[Data provided Boundary: Start]

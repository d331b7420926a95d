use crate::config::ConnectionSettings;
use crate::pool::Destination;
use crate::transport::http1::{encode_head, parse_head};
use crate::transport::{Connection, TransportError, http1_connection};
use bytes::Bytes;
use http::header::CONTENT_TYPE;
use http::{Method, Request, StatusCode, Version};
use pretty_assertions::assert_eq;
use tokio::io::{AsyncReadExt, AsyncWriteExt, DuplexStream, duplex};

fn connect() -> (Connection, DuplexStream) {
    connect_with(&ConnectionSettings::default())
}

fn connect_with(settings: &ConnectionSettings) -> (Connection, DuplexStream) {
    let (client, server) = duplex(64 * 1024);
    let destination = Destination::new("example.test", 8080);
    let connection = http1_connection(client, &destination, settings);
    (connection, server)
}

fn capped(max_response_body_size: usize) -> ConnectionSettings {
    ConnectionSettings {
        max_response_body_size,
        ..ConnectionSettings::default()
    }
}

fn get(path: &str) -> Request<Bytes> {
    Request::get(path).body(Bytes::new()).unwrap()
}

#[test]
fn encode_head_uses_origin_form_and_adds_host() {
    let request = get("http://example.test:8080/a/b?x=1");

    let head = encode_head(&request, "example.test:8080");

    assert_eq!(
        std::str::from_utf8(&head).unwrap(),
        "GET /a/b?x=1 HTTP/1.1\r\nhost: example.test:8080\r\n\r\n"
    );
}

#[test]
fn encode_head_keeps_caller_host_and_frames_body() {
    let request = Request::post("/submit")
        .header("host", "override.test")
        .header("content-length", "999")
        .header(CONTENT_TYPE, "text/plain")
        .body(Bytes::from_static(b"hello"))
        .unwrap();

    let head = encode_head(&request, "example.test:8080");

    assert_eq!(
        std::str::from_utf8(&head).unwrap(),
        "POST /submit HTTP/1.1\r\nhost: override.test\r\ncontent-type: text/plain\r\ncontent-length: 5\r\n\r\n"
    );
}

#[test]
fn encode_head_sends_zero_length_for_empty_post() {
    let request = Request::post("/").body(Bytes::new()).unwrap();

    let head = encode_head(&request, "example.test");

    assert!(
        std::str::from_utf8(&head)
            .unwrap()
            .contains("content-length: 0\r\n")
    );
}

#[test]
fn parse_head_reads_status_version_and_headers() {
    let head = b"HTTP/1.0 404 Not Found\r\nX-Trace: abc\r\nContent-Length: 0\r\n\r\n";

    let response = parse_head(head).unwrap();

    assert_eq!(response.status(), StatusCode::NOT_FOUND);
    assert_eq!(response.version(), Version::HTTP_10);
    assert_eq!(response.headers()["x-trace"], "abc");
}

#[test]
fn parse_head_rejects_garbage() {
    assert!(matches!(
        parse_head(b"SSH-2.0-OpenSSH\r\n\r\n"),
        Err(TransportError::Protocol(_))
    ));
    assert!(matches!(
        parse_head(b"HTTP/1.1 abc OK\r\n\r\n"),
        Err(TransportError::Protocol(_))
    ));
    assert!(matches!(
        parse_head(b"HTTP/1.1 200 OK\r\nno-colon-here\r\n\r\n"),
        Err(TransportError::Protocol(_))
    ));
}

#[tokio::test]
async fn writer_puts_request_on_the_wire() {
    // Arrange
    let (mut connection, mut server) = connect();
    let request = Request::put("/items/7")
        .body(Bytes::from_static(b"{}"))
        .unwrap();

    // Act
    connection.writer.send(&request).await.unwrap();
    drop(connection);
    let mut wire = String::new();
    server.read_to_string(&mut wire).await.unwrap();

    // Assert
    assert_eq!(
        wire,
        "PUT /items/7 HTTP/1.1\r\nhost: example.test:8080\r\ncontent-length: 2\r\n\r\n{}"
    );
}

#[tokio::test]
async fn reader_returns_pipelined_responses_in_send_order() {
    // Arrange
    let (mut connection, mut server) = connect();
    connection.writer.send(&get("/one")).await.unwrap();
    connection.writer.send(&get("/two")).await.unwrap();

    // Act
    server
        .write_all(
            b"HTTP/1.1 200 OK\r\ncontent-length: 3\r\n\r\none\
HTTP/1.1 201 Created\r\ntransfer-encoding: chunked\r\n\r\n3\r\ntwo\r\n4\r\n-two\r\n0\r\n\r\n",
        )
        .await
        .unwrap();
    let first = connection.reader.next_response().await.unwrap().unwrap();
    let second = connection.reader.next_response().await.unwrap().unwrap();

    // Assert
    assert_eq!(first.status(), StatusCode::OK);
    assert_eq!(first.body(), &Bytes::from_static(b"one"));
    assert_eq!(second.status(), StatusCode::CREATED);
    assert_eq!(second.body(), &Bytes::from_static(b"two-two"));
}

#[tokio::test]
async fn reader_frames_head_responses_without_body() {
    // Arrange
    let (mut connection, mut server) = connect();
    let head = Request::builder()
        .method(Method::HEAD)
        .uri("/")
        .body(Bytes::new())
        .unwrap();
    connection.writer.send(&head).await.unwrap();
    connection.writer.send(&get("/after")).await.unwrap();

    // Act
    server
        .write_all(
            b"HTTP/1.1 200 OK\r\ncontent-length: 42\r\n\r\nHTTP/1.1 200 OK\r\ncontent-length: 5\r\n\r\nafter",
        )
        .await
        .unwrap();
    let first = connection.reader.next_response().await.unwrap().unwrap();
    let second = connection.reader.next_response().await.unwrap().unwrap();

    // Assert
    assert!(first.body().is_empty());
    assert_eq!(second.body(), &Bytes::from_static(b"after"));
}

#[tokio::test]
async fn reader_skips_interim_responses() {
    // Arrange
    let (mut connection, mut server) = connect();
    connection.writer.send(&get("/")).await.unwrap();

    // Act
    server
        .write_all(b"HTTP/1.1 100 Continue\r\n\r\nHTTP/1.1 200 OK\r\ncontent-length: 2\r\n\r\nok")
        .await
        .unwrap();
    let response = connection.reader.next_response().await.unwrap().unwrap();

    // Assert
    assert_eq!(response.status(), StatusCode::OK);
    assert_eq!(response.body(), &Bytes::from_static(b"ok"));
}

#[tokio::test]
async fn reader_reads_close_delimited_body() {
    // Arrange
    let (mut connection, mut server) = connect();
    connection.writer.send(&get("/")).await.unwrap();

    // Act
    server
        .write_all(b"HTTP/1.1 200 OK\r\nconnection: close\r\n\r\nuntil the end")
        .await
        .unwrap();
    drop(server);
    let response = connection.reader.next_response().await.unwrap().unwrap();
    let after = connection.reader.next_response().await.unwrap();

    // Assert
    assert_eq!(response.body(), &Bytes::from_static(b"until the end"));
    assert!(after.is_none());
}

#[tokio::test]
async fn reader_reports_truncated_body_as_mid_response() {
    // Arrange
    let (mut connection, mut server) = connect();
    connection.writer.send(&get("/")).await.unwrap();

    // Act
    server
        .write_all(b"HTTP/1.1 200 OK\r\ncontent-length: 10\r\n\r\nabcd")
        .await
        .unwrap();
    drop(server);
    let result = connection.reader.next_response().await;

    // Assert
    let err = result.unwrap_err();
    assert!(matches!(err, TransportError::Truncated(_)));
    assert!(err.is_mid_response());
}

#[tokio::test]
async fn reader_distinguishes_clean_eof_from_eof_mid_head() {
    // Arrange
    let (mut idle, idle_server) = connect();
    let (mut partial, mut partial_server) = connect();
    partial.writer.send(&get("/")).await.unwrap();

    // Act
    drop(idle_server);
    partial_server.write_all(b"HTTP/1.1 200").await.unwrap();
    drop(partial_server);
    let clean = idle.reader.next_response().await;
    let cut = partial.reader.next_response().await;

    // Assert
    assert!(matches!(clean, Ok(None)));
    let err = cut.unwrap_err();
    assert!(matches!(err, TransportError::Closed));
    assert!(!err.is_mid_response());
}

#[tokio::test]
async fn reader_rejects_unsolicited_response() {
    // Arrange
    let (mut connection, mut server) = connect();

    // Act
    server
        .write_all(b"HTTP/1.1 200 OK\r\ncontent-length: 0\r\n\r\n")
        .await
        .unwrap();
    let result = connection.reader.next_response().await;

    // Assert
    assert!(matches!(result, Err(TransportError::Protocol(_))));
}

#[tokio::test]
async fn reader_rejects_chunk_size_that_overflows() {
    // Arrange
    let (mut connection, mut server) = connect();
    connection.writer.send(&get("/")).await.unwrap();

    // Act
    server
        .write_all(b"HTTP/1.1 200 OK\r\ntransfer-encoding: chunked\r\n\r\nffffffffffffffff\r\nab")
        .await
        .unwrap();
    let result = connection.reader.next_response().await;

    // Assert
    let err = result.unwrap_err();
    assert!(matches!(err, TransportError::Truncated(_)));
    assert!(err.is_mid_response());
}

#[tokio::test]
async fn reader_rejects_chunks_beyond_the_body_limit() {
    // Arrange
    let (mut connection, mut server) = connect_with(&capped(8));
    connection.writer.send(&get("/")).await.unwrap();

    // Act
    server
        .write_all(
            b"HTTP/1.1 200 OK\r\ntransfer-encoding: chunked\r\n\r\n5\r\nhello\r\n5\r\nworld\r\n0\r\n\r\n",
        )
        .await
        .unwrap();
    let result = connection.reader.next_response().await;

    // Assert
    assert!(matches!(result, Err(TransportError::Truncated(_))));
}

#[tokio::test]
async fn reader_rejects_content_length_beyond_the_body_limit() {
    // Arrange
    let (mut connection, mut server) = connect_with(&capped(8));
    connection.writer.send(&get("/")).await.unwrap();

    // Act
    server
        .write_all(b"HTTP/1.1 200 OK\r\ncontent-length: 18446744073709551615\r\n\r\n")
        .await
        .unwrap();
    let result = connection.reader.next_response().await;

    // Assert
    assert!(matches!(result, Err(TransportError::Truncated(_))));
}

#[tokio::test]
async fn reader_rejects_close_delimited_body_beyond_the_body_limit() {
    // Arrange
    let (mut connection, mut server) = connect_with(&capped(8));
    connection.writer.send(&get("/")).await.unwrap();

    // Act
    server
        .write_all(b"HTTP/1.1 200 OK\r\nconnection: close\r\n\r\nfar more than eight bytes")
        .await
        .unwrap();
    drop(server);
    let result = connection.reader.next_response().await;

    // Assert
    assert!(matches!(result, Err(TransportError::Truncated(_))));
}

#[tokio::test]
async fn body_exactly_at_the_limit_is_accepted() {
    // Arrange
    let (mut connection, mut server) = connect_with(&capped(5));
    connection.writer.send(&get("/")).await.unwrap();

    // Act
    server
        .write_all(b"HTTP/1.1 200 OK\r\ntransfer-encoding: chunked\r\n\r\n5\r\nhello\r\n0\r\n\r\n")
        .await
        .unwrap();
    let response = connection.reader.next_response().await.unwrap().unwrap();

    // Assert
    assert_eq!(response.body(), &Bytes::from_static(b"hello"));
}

[Data provided Boundary: End]

Scan the records for the string "ConnectionSettings" and report each line where it occurs.

▸ Result of the task
use crate::config::ConnectionSettings;
    connect_with(&ConnectionSettings::default())
fn connect_with(settings: &ConnectionSettings) -> (Connection, DuplexStream) {
fn capped(max_response_body_size: usize) -> ConnectionSettings {
    ConnectionSettings {
        ..ConnectionSettings::default()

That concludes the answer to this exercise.